* What is expected:
Could you give every record again, exactly as it reads?

──────── Available data ────────

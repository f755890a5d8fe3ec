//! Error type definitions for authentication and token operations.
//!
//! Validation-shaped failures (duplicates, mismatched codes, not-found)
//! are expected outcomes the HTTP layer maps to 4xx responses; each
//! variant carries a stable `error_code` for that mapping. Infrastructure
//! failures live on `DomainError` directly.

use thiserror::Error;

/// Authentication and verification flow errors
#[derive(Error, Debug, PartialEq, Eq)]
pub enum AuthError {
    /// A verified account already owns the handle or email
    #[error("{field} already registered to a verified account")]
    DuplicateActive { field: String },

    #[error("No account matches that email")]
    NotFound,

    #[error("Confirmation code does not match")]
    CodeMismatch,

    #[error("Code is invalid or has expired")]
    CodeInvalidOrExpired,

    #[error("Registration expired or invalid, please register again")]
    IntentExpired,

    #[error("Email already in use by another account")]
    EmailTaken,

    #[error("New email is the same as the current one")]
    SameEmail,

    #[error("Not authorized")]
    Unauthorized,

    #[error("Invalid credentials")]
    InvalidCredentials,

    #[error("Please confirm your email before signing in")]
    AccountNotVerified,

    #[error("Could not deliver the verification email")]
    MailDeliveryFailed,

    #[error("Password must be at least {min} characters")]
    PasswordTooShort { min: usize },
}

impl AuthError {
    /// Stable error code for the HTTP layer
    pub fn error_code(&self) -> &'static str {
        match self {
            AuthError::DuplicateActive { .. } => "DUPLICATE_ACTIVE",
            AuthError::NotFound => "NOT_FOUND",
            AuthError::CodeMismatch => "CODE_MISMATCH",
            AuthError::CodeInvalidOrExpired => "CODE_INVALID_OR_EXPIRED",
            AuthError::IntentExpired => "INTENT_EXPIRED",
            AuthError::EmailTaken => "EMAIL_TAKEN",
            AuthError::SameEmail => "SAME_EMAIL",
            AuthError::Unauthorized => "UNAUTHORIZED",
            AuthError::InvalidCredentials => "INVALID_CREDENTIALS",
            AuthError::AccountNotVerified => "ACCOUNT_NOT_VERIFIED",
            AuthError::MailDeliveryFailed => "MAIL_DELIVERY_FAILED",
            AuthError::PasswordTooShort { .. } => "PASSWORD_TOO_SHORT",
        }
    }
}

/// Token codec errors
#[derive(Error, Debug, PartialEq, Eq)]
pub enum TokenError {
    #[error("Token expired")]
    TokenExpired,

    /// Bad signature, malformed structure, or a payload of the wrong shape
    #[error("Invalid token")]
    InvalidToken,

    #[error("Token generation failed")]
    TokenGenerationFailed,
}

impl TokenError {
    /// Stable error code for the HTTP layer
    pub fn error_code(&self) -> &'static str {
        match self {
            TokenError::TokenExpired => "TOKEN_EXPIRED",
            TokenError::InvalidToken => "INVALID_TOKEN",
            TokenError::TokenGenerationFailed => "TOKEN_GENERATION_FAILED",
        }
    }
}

────────

* Finished task:
repository f755890a5d8fe3ec
//! Error type definitions for authentication and token operations.
//!
//! Validation-shaped failures (duplicates, mismatched codes, not-found)
//! are expected outcomes the HTTP layer maps to 4xx responses; each
//! variant carries a stable `error_code` for that mapping. Infrastructure
//! failures live on `DomainError` directly.

use thiserror::Error;

/// Authentication and verification flow errors
#[derive(Error, Debug, PartialEq, Eq)]
pub enum AuthError {
    /// A verified account already owns the handle or email
    #[error("{field} already registered to a verified account")]
    DuplicateActive { field: String },

    #[error("No account matches that email")]
    NotFound,

    #[error("Confirmation code does not match")]
    CodeMismatch,

    #[error("Code is invalid or has expired")]
    CodeInvalidOrExpired,

    #[error("Registration expired or invalid, please register again")]
    IntentExpired,

    #[error("Email already in use by another account")]
    EmailTaken,

    #[error("New email is the same as the current one")]
    SameEmail,

    #[error("Not authorized")]
    Unauthorized,

    #[error("Invalid credentials")]
    InvalidCredentials,

    #[error("Please confirm your email before signing in")]
    AccountNotVerified,

    #[error("Could not deliver the verification email")]
    MailDeliveryFailed,

    #[error("Password must be at least {min} characters")]
    PasswordTooShort { min: usize },
}

impl AuthError {
    /// Stable error code for the HTTP layer
    pub fn error_code(&self) -> &'static str {
        match self {
            AuthError::DuplicateActive { .. } => "DUPLICATE_ACTIVE",
            AuthError::NotFound => "NOT_FOUND",
            AuthError::CodeMismatch => "CODE_MISMATCH",
            AuthError::CodeInvalidOrExpired => "CODE_INVALID_OR_EXPIRED",
            AuthError::IntentExpired => "INTENT_EXPIRED",
            AuthError::EmailTaken => "EMAIL_TAKEN",
            AuthError::SameEmail => "SAME_EMAIL",
            AuthError::Unauthorized => "UNAUTHORIZED",
            AuthError::InvalidCredentials => "INVALID_CREDENTIALS",
            AuthError::AccountNotVerified => "ACCOUNT_NOT_VERIFIED",
            AuthError::MailDeliveryFailed => "MAIL_DELIVERY_FAILED",
            AuthError::PasswordTooShort { .. } => "PASSWORD_TOO_SHORT",
        }
    }
}

/// Token codec errors
#[derive(Error, Debug, PartialEq, Eq)]
pub enum TokenError {
    #[error("Token expired")]
    TokenExpired,

    /// Bad signature, malformed structure, or a payload of the wrong shape
    #[error("Invalid token")]
    InvalidToken,

    #[error("Token generation failed")]
    TokenGenerationFailed,
}

impl TokenError {
    /// Stable error code for the HTTP layer
    pub fn error_code(&self) -> &'static str {
        match self {
            TokenError::TokenExpired => "TOKEN_EXPIRED",
            TokenError::InvalidToken => "INVALID_TOKEN",
            TokenError::TokenGenerationFailed => "TOKEN_GENERATION_FAILED",
        }
    }
}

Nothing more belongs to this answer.